## Exercise aim
Could you give back the whole listing exactly as written?

━━━━━ Raw data

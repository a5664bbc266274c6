//! Domain error types.
//!
//! Exactly two failure families exist in the core: [`DataFormatError`]
//! (malformed or incomplete source data, fatal at startup) and
//! [`UnknownViewStateError`] (a view-state token outside the enumerated
//! vocabulary, surfaced to the caller and never silently defaulted).

use thiserror::Error;

/// Raised while turning raw Aids2 rows into cleaned records.
///
/// Unmapped codes are an error, not a pass-through: a code present in the
/// data but absent from its lookup table means the source is not the dataset
/// this crate understands.
#[derive(Debug, Error, PartialEq, Eq)]
pub enum DataFormatError {
    #[error("required column '{0}' is missing from the input header")]
    MissingColumn(&'static str),
    #[error("row {row}: {field} code '{code}' has no entry in its lookup table")]
    UnmappedCode {
        row: usize,
        field: &'static str,
        code: String,
    },
    #[error("row {row}: failed to parse {field} value '{value}' as an integer")]
    InvalidNumber {
        row: usize,
        field: &'static str,
        value: String,
    },
    #[error("row {row}: expected at least {expected} fields, found {found}")]
    ShortRow {
        row: usize,
        expected: usize,
        found: usize,
    },
}

/// Raised when a figure request carries a token outside the fixed view-state
/// vocabulary.
#[derive(Debug, Error, PartialEq, Eq)]
pub enum UnknownViewStateError {
    #[error("unknown chart category '{0}'")]
    Category(String),
    #[error("unknown region filter '{0}'")]
    RegionFilter(String),
}
pub mod cli;
pub mod dataset;
pub mod error;
pub mod figure;
pub mod io_utils;
pub mod summary;
pub mod table;

use std::{env, fs, sync::OnceLock};

use anyhow::{Context, Result};
use clap::Parser;
use log::{LevelFilter, info};

use crate::{
    cli::{ChartArgs, Cli, Commands, InputArgs, PreviewArgs, SummaryArgs},
    dataset::Record,
    figure::ViewState,
    summary::DatasetSummary,
};

static LOGGER: OnceLock<()> = OnceLock::new();

fn init_logging() {
    LOGGER.get_or_init(|| {
        let mut builder = env_logger::Builder::from_env(env_logger::Env::default());
        if env::var("RUST_LOG").is_err() {
            builder.filter_module("epidash", LevelFilter::Info);
        }
        let _ = builder.format_timestamp_millis().try_init();
    });
}

pub fn run() -> Result<()> {
    init_logging();
    let cli = Cli::parse();
    match cli.command {
        Commands::Preview(args) => handle_preview(&args),
        Commands::Summary(args) => handle_summary(&args),
        Commands::Chart(args) => handle_chart(&args),
    }
}

fn load_input(input: &InputArgs) -> Result<Vec<Record>> {
    let delimiter = io_utils::resolve_input_delimiter(&input.input, input.delimiter);
    let encoding = io_utils::resolve_encoding(input.input_encoding.as_deref())?;
    dataset::load_records(&input.input, delimiter, encoding)
}

fn handle_preview(args: &PreviewArgs) -> Result<()> {
    let records = load_input(&args.input)?;
    let rows = records
        .iter()
        .take(args.limit)
        .map(Record::display_row)
        .collect::<Vec<_>>();
    table::print_table(&Record::display_headers(), &rows);
    info!("Previewed {} of {} row(s)", rows.len(), records.len());
    Ok(())
}

fn handle_summary(args: &SummaryArgs) -> Result<()> {
    let records = load_input(&args.input)?;
    let summary = DatasetSummary::compute(&records);
    let headers = vec!["metric".to_string(), "value".to_string()];
    table::print_table(&headers, &summary.render_rows());
    Ok(())
}

fn handle_chart(args: &ChartArgs) -> Result<()> {
    let records = load_input(&args.input)?;
    let view = ViewState::from_request(&args.category, args.split_by_sex, &args.region)?;
    let spec = figure::select(&view, &records);
    let json = serde_json::to_string_pretty(&spec).context("Serializing chart spec")?;
    match &args.output {
        Some(path) => {
            fs::write(path, format!("{json}\n"))
                .with_context(|| format!("Writing chart spec to {path:?}"))?;
            info!("Wrote '{}' chart spec to {:?}", spec.title, path);
        }
        None => println!("{json}"),
    }
    Ok(())
}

━━━━━━━━━━

## Reply to the exercise
repository a5664bbc266274c6
//! Domain error types.
//!
//! Exactly two failure families exist in the core: [`DataFormatError`]
//! (malformed or incomplete source data, fatal at startup) and
//! [`UnknownViewStateError`] (a view-state token outside the enumerated
//! vocabulary, surfaced to the caller and never silently defaulted).

use thiserror::Error;

/// Raised while turning raw Aids2 rows into cleaned records.
///
/// Unmapped codes are an error, not a pass-through: a code present in the
/// data but absent from its lookup table means the source is not the dataset
/// this crate understands.
#[derive(Debug, Error, PartialEq, Eq)]
pub enum DataFormatError {
    #[error("required column '{0}' is missing from the input header")]
    MissingColumn(&'static str),
    #[error("row {row}: {field} code '{code}' has no entry in its lookup table")]
    UnmappedCode {
        row: usize,
        field: &'static str,
        code: String,
    },
    #[error("row {row}: failed to parse {field} value '{value}' as an integer")]
    InvalidNumber {
        row: usize,
        field: &'static str,
        value: String,
    },
    #[error("row {row}: expected at least {expected} fields, found {found}")]
    ShortRow {
        row: usize,
        expected: usize,
        found: usize,
    },
}

/// Raised when a figure request carries a token outside the fixed view-state
/// vocabulary.
#[derive(Debug, Error, PartialEq, Eq)]
pub enum UnknownViewStateError {
    #[error("unknown chart category '{0}'")]
    Category(String),
    #[error("unknown region filter '{0}'")]
    RegionFilter(String),
}
pub mod cli;
pub mod dataset;
pub mod error;
pub mod figure;
pub mod io_utils;
pub mod summary;
pub mod table;

use std::{env, fs, sync::OnceLock};

use anyhow::{Context, Result};
use clap::Parser;
use log::{LevelFilter, info};

use crate::{
    cli::{ChartArgs, Cli, Commands, InputArgs, PreviewArgs, SummaryArgs},
    dataset::Record,
    figure::ViewState,
    summary::DatasetSummary,
};

static LOGGER: OnceLock<()> = OnceLock::new();

fn init_logging() {
    LOGGER.get_or_init(|| {
        let mut builder = env_logger::Builder::from_env(env_logger::Env::default());
        if env::var("RUST_LOG").is_err() {
            builder.filter_module("epidash", LevelFilter::Info);
        }
        let _ = builder.format_timestamp_millis().try_init();
    });
}

pub fn run() -> Result<()> {
    init_logging();
    let cli = Cli::parse();
    match cli.command {
        Commands::Preview(args) => handle_preview(&args),
        Commands::Summary(args) => handle_summary(&args),
        Commands::Chart(args) => handle_chart(&args),
    }
}

fn load_input(input: &InputArgs) -> Result<Vec<Record>> {
    let delimiter = io_utils::resolve_input_delimiter(&input.input, input.delimiter);
    let encoding = io_utils::resolve_encoding(input.input_encoding.as_deref())?;
    dataset::load_records(&input.input, delimiter, encoding)
}

fn handle_preview(args: &PreviewArgs) -> Result<()> {
    let records = load_input(&args.input)?;
    let rows = records
        .iter()
        .take(args.limit)
        .map(Record::display_row)
        .collect::<Vec<_>>();
    table::print_table(&Record::display_headers(), &rows);
    info!("Previewed {} of {} row(s)", rows.len(), records.len());
    Ok(())
}

fn handle_summary(args: &SummaryArgs) -> Result<()> {
    let records = load_input(&args.input)?;
    let summary = DatasetSummary::compute(&records);
    let headers = vec!["metric".to_string(), "value".to_string()];
    table::print_table(&headers, &summary.render_rows());
    Ok(())
}

fn handle_chart(args: &ChartArgs) -> Result<()> {
    let records = load_input(&args.input)?;
    let view = ViewState::from_request(&args.category, args.split_by_sex, &args.region)?;
    let spec = figure::select(&view, &records);
    let json = serde_json::to_string_pretty(&spec).context("Serializing chart spec")?;
    match &args.output {
        Some(path) => {
            fs::write(path, format!("{json}\n"))
                .with_context(|| format!("Writing chart spec to {path:?}"))?;
            info!("Wrote '{}' chart spec to {:?}", spec.title, path);
        }
        None => println!("{json}"),
    }
    Ok(())
}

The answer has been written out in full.